* _TASK TO CARRY OUT_:
For the entries that follow, tally the lines holding the string "BTreeSet". Give the total and nothing else.

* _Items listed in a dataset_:
+++

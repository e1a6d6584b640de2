// ABOUTME: Decides which lifecycle operation brings stored state in line with a spec.
// ABOUTME: Trigger comparison lives here, outside the manager.

use super::state::{TagSpec, TagState};

/// The operation needed to converge a tag resource.
#[derive(Debug, Clone, Copy, PartialEq, Eq)]
pub enum TagPlan {
    /// No stored state, or the stored resource is gone.
    Create,
    /// Pull triggers changed since the last reconciliation.
    Update,
    /// Nothing to do beyond refreshing computed fields.
    Refresh,
}

/// Compare stored state against the declared spec.
///
/// The stored state is the one kept under `spec.name`; callers look it up
/// by name. `force` turns a refresh into an update, for drift noticed out
/// of band.
pub fn plan(state: Option<&TagState>, spec: &TagSpec, force: bool) -> TagPlan {
    match state {
        None => TagPlan::Create,
        Some(state) if !state.exists() => TagPlan::Create,
        Some(state) if force || state.pull_triggers != spec.pull_triggers => TagPlan::Update,
        Some(_) => TagPlan::Refresh,
    }
}

#[cfg(test)]
mod tests {
    use super::*;
    use crate::types::{Digest, TagId, TagName};
    use nonempty::nonempty;
    use std::collections::BTreeSet;

    fn spec(triggers: &[&str]) -> TagSpec {
        TagSpec {
            name: TagName::parse("nginx").unwrap(),
            pull_triggers: triggers.iter().map(|t| t.to_string()).collect(),
            labels: Default::default(),
        }
    }

    fn stored(triggers: &[&str]) -> TagState {
        let name = TagName::parse("nginx").unwrap();
        let digest = Digest::parse("sha256:aaa").unwrap();
        TagState {
            id: Some(TagId::from(&name)),
            full_image_name: name.full_image_name(&digest),
            name,
            pull_triggers: triggers.iter().map(|t| t.to_string()).collect::<BTreeSet<_>>(),
            labels: Default::default(),
            latest: digest.clone(),
            all: nonempty![digest],
        }
    }

    #[test]
    fn nothing_stored_creates() {
        assert_eq!(plan(None, &spec(&[]), false), TagPlan::Create);
    }

    #[test]
    fn vanished_resource_is_recreated() {
        let mut state = stored(&["v1"]);
        state.id = None;
        assert_eq!(plan(Some(&state), &spec(&["v1"]), false), TagPlan::Create);
    }

    #[test]
    fn changed_triggers_update() {
        let state = stored(&["v1"]);
        assert_eq!(plan(Some(&state), &spec(&["v2"]), false), TagPlan::Update);
    }

    #[test]
    fn unchanged_triggers_refresh_unless_forced() {
        let state = stored(&["v1"]);
        assert_eq!(plan(Some(&state), &spec(&["v1"]), false), TagPlan::Refresh);
        assert_eq!(plan(Some(&state), &spec(&["v1"]), true), TagPlan::Update);
    }
}
// ABOUTME: Desired and persisted state of a tag resource.
// ABOUTME: TagSpec is what the caller declares; TagState is what gets stored.

use nonempty::NonEmpty;
use serde::{Deserialize, Serialize};
use std::collections::BTreeSet;

use crate::types::{Digest, Label, Labels, TagId, TagName};

use super::error::TagError;

/// The declared configuration of a tag resource.
#[derive(Debug, Clone, PartialEq, Eq)]
pub struct TagSpec {
    pub name: TagName,
    pub pull_triggers: BTreeSet<String>,
    pub labels: Labels,
}

impl TagSpec {
    pub fn new(name: &str) -> Result<Self, TagError> {
        let name = TagName::parse(name).map_err(|source| TagError::InvalidName { source })?;
        Ok(Self {
            name,
            pull_triggers: BTreeSet::new(),
            labels: Labels::new(),
        })
    }

    pub fn trigger(mut self, trigger: impl Into<String>) -> Self {
        self.pull_triggers.insert(trigger.into());
        self
    }

    pub fn label(mut self, label: impl Into<String>, value: impl Into<String>) -> Self {
        self.labels.insert(Label::new(label, value));
        self
    }
}

/// Persisted state of a tag resource.
///
/// `all` holds every digest this resource pulled and still answers for;
/// `all.head` is the digest made current by the last create or update and
/// the tail is pending pruning.
#[derive(Debug, Clone, PartialEq, Eq, Serialize, Deserialize)]
pub struct TagState {
    /// Present while the resource exists. Equal to the tag name.
    #[serde(default, skip_serializing_if = "Option::is_none")]
    pub id: Option<TagId>,
    pub name: TagName,
    #[serde(default)]
    pub pull_triggers: BTreeSet<String>,
    #[serde(default)]
    pub labels: Labels,
    pub latest: Digest,
    pub full_image_name: String,
    #[serde(with = "digest_list")]
    pub all: NonEmpty<Digest>,
}

impl TagState {
    /// Whether the resource still exists. A read that finds the name gone
    /// from the registry clears the identifier.
    pub fn exists(&self) -> bool {
        self.id.is_some()
    }
}

mod digest_list {
    use nonempty::NonEmpty;
    use serde::{Deserialize, Deserializer, Serialize, Serializer};

    use crate::types::Digest;

    pub fn serialize<S: Serializer>(
        digests: &NonEmpty<Digest>,
        serializer: S,
    ) -> Result<S::Ok, S::Error> {
        let list: Vec<&Digest> = digests.iter().collect();
        list.serialize(serializer)
    }

    pub fn deserialize<'de, D: Deserializer<'de>>(
        deserializer: D,
    ) -> Result<NonEmpty<Digest>, D::Error> {
        let list = Vec::<Digest>::deserialize(deserializer)?;
        NonEmpty::from_vec(list)
            .ok_or_else(|| serde::de::Error::custom("managed digest list cannot be empty"))
    }
}
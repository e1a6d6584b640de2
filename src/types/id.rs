// ABOUTME: Phantom-typed identifiers for compile-time type safety.
// ABOUTME: Keeps secret, tag, and image identifiers from being swapped.

use serde::{Deserialize, Deserializer, Serialize, Serializer};

use super::TagName;
use std::hash::{Hash, Hasher};
use std::marker::PhantomData;

/// Marker types for phantom type parameters.
/// Empty enums cannot be instantiated and need no trait bounds.
pub enum SecretMarker {}
pub enum TagMarker {}
pub enum ImageMarker {}

/// An identifier assigned to a managed resource.
///
/// The phantom parameter makes a `SecretId` and a `TagId` different types,
/// so a store-assigned secret id can never be handed to tag operations.
#[must_use = "IDs reference resources and should not be ignored"]
pub struct Id<T> {
    value: String,
    _marker: PhantomData<T>,
}

impl<T> Id<T> {
    pub fn new(value: impl Into<String>) -> Self {
        Self {
            value: value.into(),
            _marker: PhantomData,
        }
    }

    pub fn as_str(&self) -> &str {
        &self.value
    }

    pub fn into_inner(self) -> String {
        self.value
    }
}

// T is only a marker, so these impls must not require T: Trait.

impl<T> std::fmt::Debug for Id<T> {
    fn fmt(&self, f: &mut std::fmt::Formatter<'_>) -> std::fmt::Result {
        f.debug_tuple("Id").field(&self.value).finish()
    }
}

impl<T> Clone for Id<T> {
    fn clone(&self) -> Self {
        Self::new(self.value.clone())
    }
}

impl<T> PartialEq for Id<T> {
    fn eq(&self, other: &Self) -> bool {
        self.value == other.value
    }
}

impl<T> Eq for Id<T> {}

impl<T> Hash for Id<T> {
    fn hash<H: Hasher>(&self, state: &mut H) {
        self.value.hash(state);
    }
}

impl<T> std::fmt::Display for Id<T> {
    fn fmt(&self, f: &mut std::fmt::Formatter<'_>) -> std::fmt::Result {
        f.write_str(&self.value)
    }
}

impl<T> Serialize for Id<T> {
    fn serialize<S: Serializer>(&self, serializer: S) -> Result<S::Ok, S::Error> {
        self.value.serialize(serializer)
    }
}

impl<'de, T> Deserialize<'de> for Id<T> {
    fn deserialize<D: Deserializer<'de>>(deserializer: D) -> Result<Self, D::Error> {
        let value = String::deserialize(deserializer)?;
        Ok(Self::new(value))
    }
}

pub type SecretId = Id<SecretMarker>;
pub type TagId = Id<TagMarker>;
pub type ImageId = Id<ImageMarker>;

/// A tag resource is identified by the name it tracks.
impl From<&TagName> for TagId {
    fn from(name: &TagName) -> Self {
        Self::new(name.as_str())
    }
}

impl SecretId {
    /// First 12 characters, as `docker secret ls` shows them.
    pub fn short(&self) -> &str {
        self.value.get(..12).unwrap_or(&self.value)
    }
}
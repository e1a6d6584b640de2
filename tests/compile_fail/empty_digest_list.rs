// ABOUTME: Compile-fail test verifying a tag state cannot hold a plain Vec of digests.
// ABOUTME: The managed digest list is NonEmpty, so an empty list is unrepresentable.

use tagkeep::tag::TagState;
use tagkeep::types::{Digest, TagName};

fn main() {
    let name = TagName::parse("library/nginx").unwrap();
    let digest = Digest::parse("sha256:aaa").unwrap();
    let _state = TagState {
        id: None,
        full_image_name: name.full_image_name(&digest),
        name,
        pull_triggers: Default::default(),
        labels: Default::default(),
        latest: digest,
        all: Vec::new(), // ERROR: expected NonEmpty<Digest>, found Vec<_>
    };
}
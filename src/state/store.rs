// ABOUTME: File-backed store for resource state, one JSON document per resource.
// ABOUTME: Writes go to a temp file first and are renamed into place.

use std::fs;
use std::io::ErrorKind;
use std::path::{Path, PathBuf};

use tracing::debug;

use super::error::StateError;
use super::migrate::{StoredResource, Versioned};

/// Directory of persisted resource states: `<root>/<kind>/<key>.json`.
#[derive(Debug, Clone)]
pub struct StateStore {
    root: PathBuf,
}

impl StateStore {
    pub fn new(root: impl Into<PathBuf>) -> Self {
        Self { root: root.into() }
    }

    pub fn root(&self) -> &Path {
        &self.root
    }

    /// Path of the state file for a resource key.
    pub fn path<T: Versioned>(&self, key: &str) -> PathBuf {
        self.root
            .join(T::KIND)
            .join(format!("{}.json", file_stem(key)))
    }

    /// Load and upgrade a resource state. `None` when nothing is stored.
    pub fn load<T: Versioned>(&self, key: &str) -> Result<Option<T>, StateError> {
        let path = self.path::<T>(key);
        let content = match fs::read_to_string(&path) {
            Ok(content) => content,
            Err(e) if e.kind() == ErrorKind::NotFound => return Ok(None),
            Err(source) => return Err(StateError::Io { path, source }),
        };

        let stored: StoredResource = serde_json::from_str(&content)
            .map_err(|source| StateError::Malformed { path, source })?;
        stored.decode().map(Some)
    }

    /// Persist a resource state at the current schema version.
    pub fn save<T: Versioned>(&self, key: &str, state: &T) -> Result<PathBuf, StateError> {
        let path = self.path::<T>(key);
        let stored = StoredResource::encode(state)?;
        let content = serde_json::to_string_pretty(&stored)?;

        if let Some(dir) = path.parent() {
            fs::create_dir_all(dir).map_err(|source| StateError::Io {
                path: dir.to_path_buf(),
                source,
            })?;
        }

        let tmp = path.with_extension("json.tmp");
        fs::write(&tmp, content).map_err(|source| StateError::Io {
            path: tmp.clone(),
            source,
        })?;
        fs::rename(&tmp, &path).map_err(|source| StateError::Io {
            path: path.clone(),
            source,
        })?;

        debug!(path = %path.display(), "state saved");
        Ok(path)
    }

    /// Forget a resource. Removing a missing file is not an error.
    pub fn remove<T: Versioned>(&self, key: &str) -> Result<(), StateError> {
        let path = self.path::<T>(key);
        match fs::remove_file(&path) {
            Ok(()) => Ok(()),
            Err(e) if e.kind() == ErrorKind::NotFound => Ok(()),
            Err(source) => Err(StateError::Io { path, source }),
        }
    }
}

/// Map a resource name onto a file stem. Distinct names never share a file.
fn file_stem(key: &str) -> String {
    let encoded = urlencoding::encode(key);
    // `.` survives percent-encoding; a leading one would hide the file or
    // name a parent directory.
    match encoded.strip_prefix('.') {
        Some(rest) => format!("%2E{rest}"),
        None => encoded.into_owned(),
    }
}
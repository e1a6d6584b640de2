// ABOUTME: Integration tests for the tag lifecycle: create, read, update, delete.
// ABOUTME: Runs the manager against the in-memory runtime with injected failures.

mod support;

use support::{AAA, BBB, CCC, NGINX, pinned, runtime_with};
use tagkeep::runtime::{Call, InMemoryRuntime};
use tagkeep::tag::{TagErrorKind, TagManager, TagSpec, TagState};
use tagkeep::types::Digest;

fn digests(state: &TagState) -> Vec<&str> {
    state.all.iter().map(Digest::as_str).collect()
}

async fn created(runtime: InMemoryRuntime) -> (TagManager<InMemoryRuntime>, TagState) {
    let manager = TagManager::new(runtime);
    let state = manager
        .create(TagSpec::new(NGINX).unwrap())
        .await
        .expect("create should succeed");
    (manager, state)
}

/// Point the registry at `digest` and run the read that precedes an update.
async fn advance(manager: &TagManager<InMemoryRuntime>, state: &mut TagState, digest: &str) {
    manager.runtime().publish(NGINX, digest).unwrap();
    manager.read(state).await.expect("read should succeed");
}

// =============================================================================
// Create
// =============================================================================

mod create {
    use super::*;

    #[tokio::test]
    async fn tracks_resolved_digest() {
        let (manager, state) = created(runtime_with(NGINX, AAA)).await;

        assert_eq!(state.id.as_ref().map(|id| id.as_str()), Some(NGINX));
        assert_eq!(state.latest.as_str(), AAA);
        assert_eq!(state.full_image_name, "library/nginx@sha256:aaa");
        assert_eq!(digests(&state), vec![AAA]);
        assert!(manager.runtime().has_image(&pinned(AAA)));
    }

    #[tokio::test]
    async fn resolves_pulls_then_reads() {
        let (manager, _) = created(runtime_with(NGINX, AAA)).await;

        assert_eq!(
            manager.runtime().calls(),
            vec![
                Call::Resolve(NGINX.to_string()),
                Call::Pull(pinned(AAA)),
                Call::Resolve(NGINX.to_string()),
            ]
        );
    }

    #[tokio::test]
    async fn keeps_triggers_and_labels() {
        let manager = TagManager::new(runtime_with(NGINX, AAA));
        let spec = TagSpec::new(NGINX)
            .unwrap()
            .trigger("v1")
            .label("team", "web");

        let state = manager.create(spec).await.unwrap();

        assert!(state.pull_triggers.contains("v1"));
        assert_eq!(state.labels.len(), 1);
    }

    #[tokio::test]
    async fn explicit_tag_is_kept_in_pull_reference() {
        let manager = TagManager::new(runtime_with("nginx:1.25", AAA));

        let state = manager.create(TagSpec::new("nginx:1.25").unwrap()).await.unwrap();

        assert_eq!(state.full_image_name, "nginx:1.25@sha256:aaa");
        assert_eq!(manager.runtime().pulls(), vec!["nginx:1.25@sha256:aaa"]);
    }

    #[tokio::test]
    async fn unknown_name_fails_without_pulling() {
        let manager = TagManager::new(InMemoryRuntime::new());

        let err = manager.create(TagSpec::new(NGINX).unwrap()).await.unwrap_err();

        assert_eq!(err.kind(), TagErrorKind::Resolution);
        assert!(err.is_not_found());
        assert!(manager.runtime().pulls().is_empty());
    }

    #[tokio::test]
    async fn resolution_failure_is_surfaced() {
        let runtime = runtime_with(NGINX, AAA);
        runtime.fail_resolve(NGINX, "registry timed out");
        let manager = TagManager::new(runtime);

        let err = manager.create(TagSpec::new(NGINX).unwrap()).await.unwrap_err();

        assert_eq!(err.kind(), TagErrorKind::Resolution);
        assert!(err.to_string().contains(NGINX));
        assert!(err.to_string().contains("registry timed out"));
    }

    #[tokio::test]
    async fn pull_failure_records_nothing() {
        let runtime = runtime_with(NGINX, AAA);
        runtime.fail_pull(&pinned(AAA));
        let manager = TagManager::new(runtime);

        let err = manager.create(TagSpec::new(NGINX).unwrap()).await.unwrap_err();

        assert_eq!(err.kind(), TagErrorKind::Pull);
        assert!(err.to_string().contains(&pinned(AAA)));
        assert!(manager.runtime().local_images().is_empty());
    }
}

// =============================================================================
// Read
// =============================================================================

mod read {
    use super::*;

    #[tokio::test]
    async fn is_idempotent() {
        let (manager, mut state) = created(runtime_with(NGINX, AAA)).await;

        manager.read(&mut state).await.unwrap();
        let first = state.clone();
        manager.read(&mut state).await.unwrap();

        assert_eq!(state, first);
    }

    #[tokio::test]
    async fn refreshes_latest_but_not_managed_list() {
        let (manager, mut state) = created(runtime_with(NGINX, AAA)).await;

        advance(&manager, &mut state, BBB).await;

        assert_eq!(state.latest.as_str(), BBB);
        assert_eq!(state.full_image_name, "library/nginx@sha256:bbb");
        assert_eq!(digests(&state), vec![AAA]);
        assert_eq!(manager.runtime().pulls().len(), 1, "read must not pull");
    }

    #[tokio::test]
    async fn missing_name_clears_identifier() {
        let (manager, mut state) = created(runtime_with(NGINX, AAA)).await;
        manager.runtime().unpublish(NGINX);

        manager
            .read(&mut state)
            .await
            .expect("not-found must not be an error");

        assert!(!state.exists());
        assert_eq!(digests(&state), vec![AAA]);
    }

    #[tokio::test]
    async fn other_failures_are_surfaced() {
        let (manager, mut state) = created(runtime_with(NGINX, AAA)).await;
        manager.runtime().fail_resolve(NGINX, "connection reset");

        let err = manager.read(&mut state).await.unwrap_err();

        assert_eq!(err.kind(), TagErrorKind::Resolution);
        assert!(!err.is_not_found());
        assert!(state.exists());
    }
}

// =============================================================================
// Update
// =============================================================================

mod update {
    use super::*;

    #[tokio::test]
    async fn pulls_new_digest_and_prunes_old() {
        let (manager, mut state) = created(runtime_with(NGINX, AAA)).await;
        advance(&manager, &mut state, BBB).await;

        let report = manager.update(&mut state).await.expect("update should succeed");

        assert_eq!(digests(&state), vec![BBB, AAA]);
        assert_eq!(state.latest.as_str(), BBB);
        assert_eq!(state.full_image_name, "library/nginx@sha256:bbb");
        assert_eq!(report.removed, vec![Digest::parse(AAA).unwrap()]);
        assert!(manager.runtime().has_image(&pinned(BBB)));
        assert!(!manager.runtime().has_image(&pinned(AAA)));
    }

    #[tokio::test]
    async fn unchanged_digest_still_pulls_and_keeps_duplicate() {
        let (manager, mut state) = created(runtime_with(NGINX, AAA)).await;
        manager.read(&mut state).await.unwrap();
        manager.runtime().clear_calls();

        let report = manager.update(&mut state).await.unwrap();

        assert_eq!(manager.runtime().pulls(), vec![pinned(AAA)]);
        assert_eq!(digests(&state), vec![AAA, AAA]);
        assert!(report.is_empty());
        assert!(manager.runtime().removals().is_empty());
        assert!(manager.runtime().has_image(&pinned(AAA)));
    }

    #[tokio::test]
    async fn absent_stale_digest_is_skipped() {
        let (manager, mut state) = created(runtime_with(NGINX, AAA)).await;
        manager.runtime().evict_image(&pinned(AAA));
        advance(&manager, &mut state, BBB).await;

        let report = manager.update(&mut state).await.expect("absence is not an error");

        assert_eq!(report.absent, vec![Digest::parse(AAA).unwrap()]);
        assert!(manager.runtime().removals().is_empty());
        assert_eq!(digests(&state), vec![BBB, AAA]);
    }

    #[tokio::test]
    async fn prunes_every_old_entry_in_stored_order() {
        let (manager, mut state) = created(runtime_with(NGINX, AAA)).await;
        advance(&manager, &mut state, BBB).await;
        manager.runtime().fail_remove(&pinned(AAA));
        assert!(manager.update(&mut state).await.is_err());
        assert_eq!(digests(&state), vec![BBB, AAA]);

        manager.runtime().clear_failures();
        manager.runtime().clear_calls();
        advance(&manager, &mut state, CCC).await;
        manager.update(&mut state).await.unwrap();

        assert_eq!(manager.runtime().removals(), vec![pinned(BBB), pinned(AAA)]);
        assert_eq!(digests(&state), vec![CCC, BBB]);
        assert_eq!(manager.runtime().local_images(), vec![pinned(CCC)]);
    }

    #[tokio::test]
    async fn first_removal_failure_stops_pruning() {
        let (manager, mut state) = created(runtime_with(NGINX, AAA)).await;
        advance(&manager, &mut state, BBB).await;
        manager.runtime().fail_remove(&pinned(AAA));
        assert!(manager.update(&mut state).await.is_err());
        assert_eq!(digests(&state), vec![BBB, AAA]);

        manager.runtime().clear_failures();
        manager.runtime().fail_remove(&pinned(BBB));
        manager.runtime().clear_calls();
        advance(&manager, &mut state, CCC).await;

        let err = manager.update(&mut state).await.unwrap_err();

        assert_eq!(err.kind(), TagErrorKind::Removal);
        assert_eq!(manager.runtime().removals(), vec![pinned(BBB)]);
        assert_eq!(digests(&state), vec![CCC, BBB]);
        assert!(manager.runtime().has_image(&pinned(AAA)));
        assert!(manager.runtime().has_image(&pinned(BBB)));
    }

    #[tokio::test]
    async fn lists_local_images_once() {
        let (manager, mut state) = created(runtime_with(NGINX, AAA)).await;
        advance(&manager, &mut state, BBB).await;
        manager.runtime().clear_calls();

        manager.update(&mut state).await.unwrap();

        let lists = manager
            .runtime()
            .calls()
            .into_iter()
            .filter(|c| *c == Call::ListImages)
            .count();
        assert_eq!(lists, 1);
    }

    #[tokio::test]
    async fn pull_failure_leaves_state_untouched() {
        let (manager, mut state) = created(runtime_with(NGINX, AAA)).await;
        advance(&manager, &mut state, BBB).await;
        manager.runtime().fail_pull(&pinned(BBB));
        let before = state.clone();

        let err = manager.update(&mut state).await.unwrap_err();

        assert_eq!(err.kind(), TagErrorKind::Pull);
        assert_eq!(state, before);
        assert!(manager.runtime().removals().is_empty());
        assert!(manager.runtime().has_image(&pinned(AAA)));
    }

    #[tokio::test]
    async fn removal_failure_still_advances_state() {
        let (manager, mut state) = created(runtime_with(NGINX, AAA)).await;
        advance(&manager, &mut state, BBB).await;
        manager.runtime().fail_remove(&pinned(AAA));

        let err = manager.update(&mut state).await.unwrap_err();

        assert_eq!(err.kind(), TagErrorKind::Removal);
        assert!(err.to_string().contains(&pinned(AAA)));
        assert_eq!(digests(&state), vec![BBB, AAA]);
        assert_eq!(state.full_image_name, "library/nginx@sha256:bbb");
        assert!(manager.runtime().has_image(&pinned(BBB)));
    }

    #[tokio::test]
    async fn retry_after_removal_failure_prunes_survivor() {
        let (manager, mut state) = created(runtime_with(NGINX, AAA)).await;
        advance(&manager, &mut state, BBB).await;
        manager.runtime().fail_remove(&pinned(AAA));
        assert!(manager.update(&mut state).await.is_err());

        manager.runtime().clear_failures();
        manager.read(&mut state).await.unwrap();
        manager.update(&mut state).await.unwrap();

        assert!(!manager.runtime().has_image(&pinned(AAA)));
        assert_eq!(digests(&state), vec![BBB, BBB]);
    }

    #[tokio::test]
    async fn listing_failure_counts_as_removal_error() {
        let (manager, mut state) = created(runtime_with(NGINX, AAA)).await;
        advance(&manager, &mut state, BBB).await;
        manager.runtime().fail_list();

        let err = manager.update(&mut state).await.unwrap_err();

        assert_eq!(err.kind(), TagErrorKind::Removal);
        assert_eq!(digests(&state), vec![BBB, AAA]);
    }

    #[tokio::test]
    async fn requires_identifier() {
        let (manager, mut state) = created(runtime_with(NGINX, AAA)).await;
        state.id = None;

        let err = manager.update(&mut state).await.unwrap_err();

        assert_eq!(err.kind(), TagErrorKind::NotCreated);
    }
}

// =============================================================================
// Delete
// =============================================================================

mod delete {
    use super::*;

    #[tokio::test]
    async fn removes_every_managed_digest() {
        let (manager, mut state) = created(runtime_with(NGINX, AAA)).await;
        advance(&manager, &mut state, BBB).await;
        manager.update(&mut state).await.unwrap();
        // Pulled again out of band
        manager.runtime().insert_image(&pinned(AAA));
        manager.runtime().clear_calls();

        let report = manager.delete(&mut state).await.expect("delete should succeed");

        assert!(!state.exists());
        assert_eq!(report.removed.len(), 2);
        assert_eq!(manager.runtime().removals(), vec![pinned(BBB), pinned(AAA)]);
        assert!(manager.runtime().local_images().is_empty());
    }

    #[tokio::test]
    async fn clears_identifier_when_images_already_gone() {
        let (manager, mut state) = created(runtime_with(NGINX, AAA)).await;
        manager.runtime().evict_image(&pinned(AAA));

        let report = manager.delete(&mut state).await.unwrap();

        assert!(!state.exists());
        assert_eq!(report.absent.len(), 1);
        assert!(manager.runtime().removals().is_empty());
    }

    #[tokio::test]
    async fn removal_failure_keeps_identifier() {
        let (manager, mut state) = created(runtime_with(NGINX, AAA)).await;
        manager.runtime().fail_remove(&pinned(AAA));

        let err = manager.delete(&mut state).await.unwrap_err();

        assert_eq!(err.kind(), TagErrorKind::Removal);
        assert!(state.exists());

        manager.runtime().clear_failures();
        manager.delete(&mut state).await.expect("retry should succeed");
        assert!(!state.exists());
    }

    #[tokio::test]
    async fn duplicate_entries_are_removed_once() {
        let (manager, mut state) = created(runtime_with(NGINX, AAA)).await;
        manager.read(&mut state).await.unwrap();
        manager.update(&mut state).await.unwrap();
        assert_eq!(digests(&state), vec![AAA, AAA]);
        manager.runtime().clear_calls();

        manager.delete(&mut state).await.unwrap();

        assert_eq!(manager.runtime().removals(), vec![pinned(AAA)]);
    }
}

+++

* _RESPONSE BOX_:
6